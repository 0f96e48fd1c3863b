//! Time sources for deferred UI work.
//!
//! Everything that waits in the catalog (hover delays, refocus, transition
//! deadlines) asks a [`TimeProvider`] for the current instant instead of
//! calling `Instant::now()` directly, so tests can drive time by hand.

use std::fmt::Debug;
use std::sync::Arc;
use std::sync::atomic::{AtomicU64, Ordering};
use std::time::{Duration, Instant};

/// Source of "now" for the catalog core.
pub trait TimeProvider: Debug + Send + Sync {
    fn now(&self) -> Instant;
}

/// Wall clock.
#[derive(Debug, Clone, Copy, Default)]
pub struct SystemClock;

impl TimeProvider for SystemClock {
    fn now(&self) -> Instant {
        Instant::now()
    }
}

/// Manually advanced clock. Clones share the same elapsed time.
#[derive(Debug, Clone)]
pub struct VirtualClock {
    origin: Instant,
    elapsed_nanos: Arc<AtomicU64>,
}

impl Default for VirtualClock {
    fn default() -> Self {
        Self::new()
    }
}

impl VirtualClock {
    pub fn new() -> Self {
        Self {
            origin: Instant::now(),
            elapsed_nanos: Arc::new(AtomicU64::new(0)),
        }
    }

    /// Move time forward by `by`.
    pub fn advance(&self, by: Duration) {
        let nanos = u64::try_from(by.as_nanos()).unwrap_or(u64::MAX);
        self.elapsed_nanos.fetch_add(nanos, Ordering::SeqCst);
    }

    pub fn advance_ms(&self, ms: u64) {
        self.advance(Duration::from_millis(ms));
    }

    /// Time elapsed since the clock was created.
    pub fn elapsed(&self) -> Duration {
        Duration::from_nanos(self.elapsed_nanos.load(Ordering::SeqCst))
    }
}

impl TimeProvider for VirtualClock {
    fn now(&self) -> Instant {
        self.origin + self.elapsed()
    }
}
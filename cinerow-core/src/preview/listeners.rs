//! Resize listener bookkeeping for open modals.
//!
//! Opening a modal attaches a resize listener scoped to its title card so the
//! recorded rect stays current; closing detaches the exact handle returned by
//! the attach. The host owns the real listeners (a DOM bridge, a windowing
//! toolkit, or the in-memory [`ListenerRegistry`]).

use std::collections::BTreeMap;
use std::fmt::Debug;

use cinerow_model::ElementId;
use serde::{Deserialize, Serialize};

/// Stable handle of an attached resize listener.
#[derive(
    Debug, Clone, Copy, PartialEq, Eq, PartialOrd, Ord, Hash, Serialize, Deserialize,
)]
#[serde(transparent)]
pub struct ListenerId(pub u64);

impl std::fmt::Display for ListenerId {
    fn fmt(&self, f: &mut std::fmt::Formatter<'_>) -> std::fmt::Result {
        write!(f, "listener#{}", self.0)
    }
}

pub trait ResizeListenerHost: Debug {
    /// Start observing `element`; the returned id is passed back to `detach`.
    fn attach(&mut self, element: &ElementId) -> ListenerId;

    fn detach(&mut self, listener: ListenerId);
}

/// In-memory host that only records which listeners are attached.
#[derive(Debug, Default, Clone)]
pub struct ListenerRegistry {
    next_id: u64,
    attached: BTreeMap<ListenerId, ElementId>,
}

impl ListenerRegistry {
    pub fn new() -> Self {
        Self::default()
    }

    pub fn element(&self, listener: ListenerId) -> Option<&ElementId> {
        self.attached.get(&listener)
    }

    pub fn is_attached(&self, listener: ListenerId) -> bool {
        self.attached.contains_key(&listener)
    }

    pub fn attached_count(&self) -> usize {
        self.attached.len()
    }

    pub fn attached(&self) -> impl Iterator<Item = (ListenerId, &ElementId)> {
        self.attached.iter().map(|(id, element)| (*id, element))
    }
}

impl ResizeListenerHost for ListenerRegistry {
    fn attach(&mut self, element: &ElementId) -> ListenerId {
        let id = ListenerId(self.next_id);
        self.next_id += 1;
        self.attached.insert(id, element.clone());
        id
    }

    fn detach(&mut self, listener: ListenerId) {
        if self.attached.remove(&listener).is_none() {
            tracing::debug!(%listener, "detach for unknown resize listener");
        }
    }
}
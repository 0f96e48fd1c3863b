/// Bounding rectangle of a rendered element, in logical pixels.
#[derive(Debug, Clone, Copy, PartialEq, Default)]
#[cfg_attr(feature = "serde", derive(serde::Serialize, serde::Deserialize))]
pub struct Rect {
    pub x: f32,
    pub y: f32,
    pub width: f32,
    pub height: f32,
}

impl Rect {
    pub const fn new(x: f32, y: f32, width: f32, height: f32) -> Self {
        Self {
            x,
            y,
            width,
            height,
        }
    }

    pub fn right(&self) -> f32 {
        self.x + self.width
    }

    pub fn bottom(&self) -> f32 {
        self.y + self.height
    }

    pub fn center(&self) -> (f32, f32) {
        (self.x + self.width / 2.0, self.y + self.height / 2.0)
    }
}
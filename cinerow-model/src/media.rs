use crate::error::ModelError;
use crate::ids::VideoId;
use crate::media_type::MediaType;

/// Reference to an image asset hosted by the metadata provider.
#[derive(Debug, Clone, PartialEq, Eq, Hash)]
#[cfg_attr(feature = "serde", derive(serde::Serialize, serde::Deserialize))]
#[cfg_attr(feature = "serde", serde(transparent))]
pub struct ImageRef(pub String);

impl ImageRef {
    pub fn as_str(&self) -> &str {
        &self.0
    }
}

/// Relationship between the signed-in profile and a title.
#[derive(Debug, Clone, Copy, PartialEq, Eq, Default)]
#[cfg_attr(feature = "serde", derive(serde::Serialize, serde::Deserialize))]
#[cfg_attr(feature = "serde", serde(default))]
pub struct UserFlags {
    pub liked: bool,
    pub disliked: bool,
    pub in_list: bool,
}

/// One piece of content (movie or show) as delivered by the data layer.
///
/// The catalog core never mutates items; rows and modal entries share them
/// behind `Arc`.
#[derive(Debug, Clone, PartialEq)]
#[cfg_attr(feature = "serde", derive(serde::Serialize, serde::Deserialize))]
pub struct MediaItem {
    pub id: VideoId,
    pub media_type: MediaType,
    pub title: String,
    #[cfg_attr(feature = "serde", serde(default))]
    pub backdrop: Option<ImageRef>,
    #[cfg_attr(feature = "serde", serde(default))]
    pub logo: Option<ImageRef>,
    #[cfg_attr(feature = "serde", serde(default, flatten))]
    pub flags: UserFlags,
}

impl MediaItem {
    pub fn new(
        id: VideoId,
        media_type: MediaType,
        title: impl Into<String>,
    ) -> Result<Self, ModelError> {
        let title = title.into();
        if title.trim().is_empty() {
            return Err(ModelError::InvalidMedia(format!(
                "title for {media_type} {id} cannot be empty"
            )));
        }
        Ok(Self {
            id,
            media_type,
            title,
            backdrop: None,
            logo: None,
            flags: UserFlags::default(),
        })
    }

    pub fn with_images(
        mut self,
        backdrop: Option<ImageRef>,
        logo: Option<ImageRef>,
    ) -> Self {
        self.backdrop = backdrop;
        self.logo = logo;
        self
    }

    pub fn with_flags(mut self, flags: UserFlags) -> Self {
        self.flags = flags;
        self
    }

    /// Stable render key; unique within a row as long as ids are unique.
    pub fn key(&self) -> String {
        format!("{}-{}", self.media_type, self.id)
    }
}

=== ASSIGNMENT ===
Go through the entries and report every line with the string "logo".

=== YOUR RESPONSE ===
    pub logo: Option<ImageRef>,
            logo: None,
        logo: Option<ImageRef>,
        self.logo = logo;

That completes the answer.